The Tigress Geophysics module provides a number of utilities for extracting interpretation-based attribute information from a seismic (or non-seismic) data volume, namely:

• Loop measurements
• Window measurements
• Complex measurements. 

All of the above generate attribute surfaces which can be displayed as a profile above their equivalent seismic data or as a map surface in the Geophysics Basemap window. Once created, attribute surfaces can be spatially filtered using Horizon Manipulation, which can also be used to perform unary or binary arithmetic operations on horizons and attribute surfaces, or to derive surface properties such as dip and azimuth.

You can copy attribute surfaces from one volume to another, to allow multi-volume interpretation and time lapse studies.

Loop measurements

Loop measurements allow you to characterise and map variations in loop behaviour over an area. The measurements are based on a time window (or depth window, if the volume is in depth) about a single interpreted surface (horizon). Within the specified time window, you can refine the measurements further by selecting wavelet characteristics, including closest peak, trough or zero crossing, to define the start and end points of the measurement window.

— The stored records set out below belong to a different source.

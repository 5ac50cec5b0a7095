//! Scanner implementation for Sable source code.
//!
//! A direct-coded scanner over a held source buffer. Each call to
//! [`Scanner::next_token`] skips whitespace and comments, then dispatches
//! on the first significant byte. Lexemes are slices of the source; the
//! scanner never allocates.

use crate::token::{keyword_from_ident, Token, TokenKind};

/// The Sable scanner.
///
/// Produces tokens lazily over the source it holds. The scanner is
/// infallible: malformed input yields [`TokenKind::Error`] tokens whose
/// lexeme is the message, and after the end of input every call returns
/// [`TokenKind::Eof`].
///
/// The scanner is `Clone`: its whole state is a borrowed buffer plus
/// three counters, so a consumer can cheaply fork it to look one token
/// ahead without disturbing the live position.
///
/// # Example
///
/// ```
/// use sable_lex::{Scanner, TokenKind};
///
/// let mut scanner = Scanner::new("var answer = 42;");
/// assert_eq!(scanner.next_token().kind, TokenKind::Var);
/// assert_eq!(scanner.next_token().lexeme, "answer");
/// ```
#[derive(Clone)]
pub struct Scanner<'src> {
    /// The full source text.
    source: &'src str,
    /// Byte offset of the first character of the token being scanned.
    start: usize,
    /// Byte offset of the next character to consume.
    current: usize,
    /// Current 1-based line number.
    line: u32,
}

impl<'src> Scanner<'src> {
    /// Creates a scanner over `source`.
    pub fn new(source: &'src str) -> Self {
        Self {
            source,
            start: 0,
            current: 0,
            line: 1,
        }
    }

    /// Scans and returns the next token.
    pub fn next_token(&mut self) -> Token<'src> {
        self.skip_whitespace();
        self.start = self.current;

        if self.is_at_end() {
            return self.make_token(TokenKind::Eof);
        }

        let byte = self.advance();
        match byte {
            b'(' => self.make_token(TokenKind::LeftParen),
            b')' => self.make_token(TokenKind::RightParen),
            b'{' => self.make_token(TokenKind::LeftBrace),
            b'}' => self.make_token(TokenKind::RightBrace),
            b',' => self.make_token(TokenKind::Comma),
            b'.' => self.make_token(TokenKind::Dot),
            b'-' => self.make_token(TokenKind::Minus),
            b'+' => self.make_token(TokenKind::Plus),
            b';' => self.make_token(TokenKind::Semicolon),
            b'*' => self.make_token(TokenKind::Star),
            b'/' => self.make_token(TokenKind::Slash),

            b'!' => {
                let kind = if self.match_byte(b'=') {
                    TokenKind::BangEqual
                } else {
                    TokenKind::Bang
                };
                self.make_token(kind)
            }
            b'=' => {
                let kind = if self.match_byte(b'=') {
                    TokenKind::EqualEqual
                } else {
                    TokenKind::Equal
                };
                self.make_token(kind)
            }
            b'<' => {
                let kind = if self.match_byte(b'=') {
                    TokenKind::LessEqual
                } else {
                    TokenKind::Less
                };
                self.make_token(kind)
            }
            b'>' => {
                let kind = if self.match_byte(b'=') {
                    TokenKind::GreaterEqual
                } else {
                    TokenKind::Greater
                };
                self.make_token(kind)
            }

            b'"' => self.scan_string(),
            b'0'..=b'9' => self.scan_number(),
            b if is_ident_start(b) => self.scan_identifier(),

            _ => self.error_token("unexpected character"),
        }
    }

    // =========================================================================
    // CHARACTER PRIMITIVES
    // =========================================================================

    fn is_at_end(&self) -> bool {
        self.current >= self.source.len()
    }

    /// Consumes and returns the next byte.
    fn advance(&mut self) -> u8 {
        let byte = self.source.as_bytes()[self.current];
        self.current += 1;
        byte
    }

    /// Returns the next byte without consuming it, `0` at end of input.
    fn peek(&self) -> u8 {
        if self.is_at_end() {
            0
        } else {
            self.source.as_bytes()[self.current]
        }
    }

    /// Returns the byte after next, `0` past end of input.
    fn peek_next(&self) -> u8 {
        if self.current + 1 >= self.source.len() {
            0
        } else {
            self.source.as_bytes()[self.current + 1]
        }
    }

    /// Consumes the next byte only if it equals `expected`.
    fn match_byte(&mut self, expected: u8) -> bool {
        if self.peek() != expected {
            return false;
        }
        self.current += 1;
        true
    }

    fn skip_whitespace(&mut self) {
        loop {
            match self.peek() {
                b'\n' => {
                    self.line += 1;
                    self.current += 1;
                }
                b' ' | b'\r' | b'\t' => {
                    self.current += 1;
                }
                b'/' => {
                    if self.peek_next() != b'/' {
                        return;
                    }
                    while !self.is_at_end() && self.peek() != b'\n' {
                        self.current += 1;
                    }
                }
                _ => return,
            }
        }
    }

    // =========================================================================
    // TOKEN CONSTRUCTORS
    // =========================================================================

    fn make_token(&self, kind: TokenKind) -> Token<'src> {
        Token {
            kind,
            lexeme: &self.source[self.start..self.current],
            line: self.line,
        }
    }

    fn error_token(&self, message: &'static str) -> Token<'src> {
        Token {
            kind: TokenKind::Error,
            lexeme: message,
            line: self.line,
        }
    }

    // =========================================================================
    // COMPOUND TOKENS
    // =========================================================================

    /// Scans a double-quoted string. No escape sequences; a newline inside
    /// the literal is taken verbatim and counted.
    fn scan_string(&mut self) -> Token<'src> {
        while !self.is_at_end() && self.peek() != b'"' {
            if self.peek() == b'\n' {
                self.line += 1;
            }
            self.current += 1;
        }

        if self.is_at_end() {
            return self.error_token("unterminated string");
        }

        self.current += 1; // closing quote
        self.make_token(TokenKind::String)
    }

    /// Scans a number: decimal digits with an optional `.digits` fraction.
    /// A trailing `.` without digits is not part of the number.
    fn scan_number(&mut self) -> Token<'src> {
        while self.peek().is_ascii_digit() {
            self.current += 1;
        }

        if self.peek() == b'.' && self.peek_next().is_ascii_digit() {
            self.current += 1; // the period
            while self.peek().is_ascii_digit() {
                self.current += 1;
            }
        }

        self.make_token(TokenKind::Number)
    }

    /// Scans an identifier, then classifies it as a keyword if it matches
    /// one.
    fn scan_identifier(&mut self) -> Token<'src> {
        while is_ident_continue(self.peek()) {
            self.current += 1;
        }

        let text = &self.source[self.start..self.current];
        let kind = keyword_from_ident(text).unwrap_or(TokenKind::Identifier);
        self.make_token(kind)
    }
}

fn is_ident_start(byte: u8) -> bool {
    byte == b'_' || byte.is_ascii_alphabetic()
}

fn is_ident_continue(byte: u8) -> bool {
    is_ident_start(byte) || byte.is_ascii_digit()
}

#[cfg(test)]
mod tests {
    use super::*;

    /// Helper to create a scanner and collect all tokens up to EOF.
    fn scan_tokens(source: &str) -> Vec<Token<'_>> {
        let mut scanner = Scanner::new(source);
        let mut tokens = Vec::new();
        loop {
            let token = scanner.next_token();
            if token.kind == TokenKind::Eof {
                break;
            }
            tokens.push(token);
        }
        tokens
    }

    /// Helper to get the first token from source.
    fn first_token(source: &str) -> Token<'_> {
        Scanner::new(source).next_token()
    }

    // ========================================================================
    // PUNCTUATION AND OPERATORS
    // ========================================================================

    #[test]
    fn test_single_char_tokens() {
        let kinds: Vec<_> = scan_tokens("(){},.-+;*/").iter().map(|t| t.kind).collect();
        assert_eq!(
            kinds,
            vec![
                TokenKind::LeftParen,
                TokenKind::RightParen,
                TokenKind::LeftBrace,
                TokenKind::RightBrace,
                TokenKind::Comma,
                TokenKind::Dot,
                TokenKind::Minus,
                TokenKind::Plus,
                TokenKind::Semicolon,
                TokenKind::Star,
                TokenKind::Slash,
            ]
        );
    }

    #[test]
    fn test_one_or_two_char_tokens() {
        let kinds: Vec<_> = scan_tokens("! != = == < <= > >=")
            .iter()
            .map(|t| t.kind)
            .collect();
        assert_eq!(
            kinds,
            vec![
                TokenKind::Bang,
                TokenKind::BangEqual,
                TokenKind::Equal,
                TokenKind::EqualEqual,
                TokenKind::Less,
                TokenKind::LessEqual,
                TokenKind::Greater,
                TokenKind::GreaterEqual,
            ]
        );
    }

    #[test]
    fn test_maximal_munch() {
        // `===` must scan as `==` then `=`, not `=` `==`.
        let kinds: Vec<_> = scan_tokens("===").iter().map(|t| t.kind).collect();
        assert_eq!(kinds, vec![TokenKind::EqualEqual, TokenKind::Equal]);
    }

    // ========================================================================
    // IDENTIFIERS AND KEYWORDS
    // ========================================================================

    #[test]
    fn test_identifiers() {
        assert_eq!(first_token("x").kind, TokenKind::Identifier);
        assert_eq!(first_token("_private").kind, TokenKind::Identifier);
        assert_eq!(first_token("snake_case_1").lexeme, "snake_case_1");
    }

    #[test]
    fn test_keywords() {
        assert_eq!(first_token("and").kind, TokenKind::And);
        assert_eq!(first_token("else").kind, TokenKind::Else);
        assert_eq!(first_token("false").kind, TokenKind::False);
        assert_eq!(first_token("for").kind, TokenKind::For);
        assert_eq!(first_token("fun").kind, TokenKind::Fun);
        assert_eq!(first_token("if").kind, TokenKind::If);
        assert_eq!(first_token("nil").kind, TokenKind::Nil);
        assert_eq!(first_token("or").kind, TokenKind::Or);
        assert_eq!(first_token("print").kind, TokenKind::Print);
        assert_eq!(first_token("return").kind, TokenKind::Return);
        assert_eq!(first_token("true").kind, TokenKind::True);
        assert_eq!(first_token("var").kind, TokenKind::Var);
        assert_eq!(first_token("while").kind, TokenKind::While);
    }

    #[test]
    fn test_keyword_prefixed_identifier() {
        assert_eq!(first_token("variable").kind, TokenKind::Identifier);
        assert_eq!(first_token("classy").kind, TokenKind::Identifier);
        assert_eq!(first_token("nils").kind, TokenKind::Identifier);
    }

    // ========================================================================
    // LITERALS
    // ========================================================================

    #[test]
    fn test_numbers() {
        assert_eq!(first_token("0").lexeme, "0");
        assert_eq!(first_token("123").lexeme, "123");
        assert_eq!(first_token("3.25").lexeme, "3.25");
    }

    #[test]
    fn test_number_trailing_dot_is_separate() {
        let tokens = scan_tokens("4.");
        assert_eq!(tokens[0].kind, TokenKind::Number);
        assert_eq!(tokens[0].lexeme, "4");
        assert_eq!(tokens[1].kind, TokenKind::Dot);
    }

    #[test]
    fn test_string_literal() {
        let token = first_token("\"hi there\"");
        assert_eq!(token.kind, TokenKind::String);
        assert_eq!(token.lexeme, "\"hi there\"");
    }

    #[test]
    fn test_multiline_string_counts_lines() {
        let mut scanner = Scanner::new("\"a\nb\" x");
        let string = scanner.next_token();
        assert_eq!(string.kind, TokenKind::String);
        let ident = scanner.next_token();
        assert_eq!(ident.line, 2);
    }

    #[test]
    fn test_unterminated_string() {
        let token = first_token("\"oops");
        assert_eq!(token.kind, TokenKind::Error);
        assert_eq!(token.lexeme, "unterminated string");
    }

    // ========================================================================
    // WHITESPACE, COMMENTS, LINES
    // ========================================================================

    #[test]
    fn test_comments_are_skipped() {
        let tokens = scan_tokens("1 // the rest is ignored\n2");
        assert_eq!(tokens.len(), 2);
        assert_eq!(tokens[0].lexeme, "1");
        assert_eq!(tokens[1].lexeme, "2");
        assert_eq!(tokens[1].line, 2);
    }

    #[test]
    fn test_comment_at_eof() {
        assert!(scan_tokens("// nothing else").is_empty());
    }

    #[test]
    fn test_line_numbers() {
        let tokens = scan_tokens("a\nb\r\n\tc");
        assert_eq!(tokens[0].line, 1);
        assert_eq!(tokens[1].line, 2);
        assert_eq!(tokens[2].line, 3);
    }

    #[test]
    fn test_eof_is_sticky() {
        let mut scanner = Scanner::new("");
        assert_eq!(scanner.next_token().kind, TokenKind::Eof);
        assert_eq!(scanner.next_token().kind, TokenKind::Eof);
    }

    #[test]
    fn test_unexpected_character() {
        let token = first_token("@");
        assert_eq!(token.kind, TokenKind::Error);
        assert_eq!(token.lexeme, "unexpected character");
    }
}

Loop measurements include:

• time of start or end point
• amplitude of start or end point
• time difference
• amplitude difference
• loop length
• tortuosity
• area (loop area from zero)
• chord area (chord loop area).

Window measurements

Window measurements are based on a time or depth window defined by two input horizons, or by a user-specified window about a single horizon. Window measurements include:

• mean power
• RMS amplitude
• average or maximum absolute amplitude
• maximum power
• zero crossings
• minimum or maximum amplitude
• total loop length.

Complex measurements

Complex measurements are calculated using a time window extending 10 samples above and below a user-specified horizon. The value assigned to each location is the complex trace attribute value at the corresponding horizon time. Supported complex measurements are:

• Reflection strength
• Instantaneous phase and frequency
• Quadrature
• Cosine of Phase.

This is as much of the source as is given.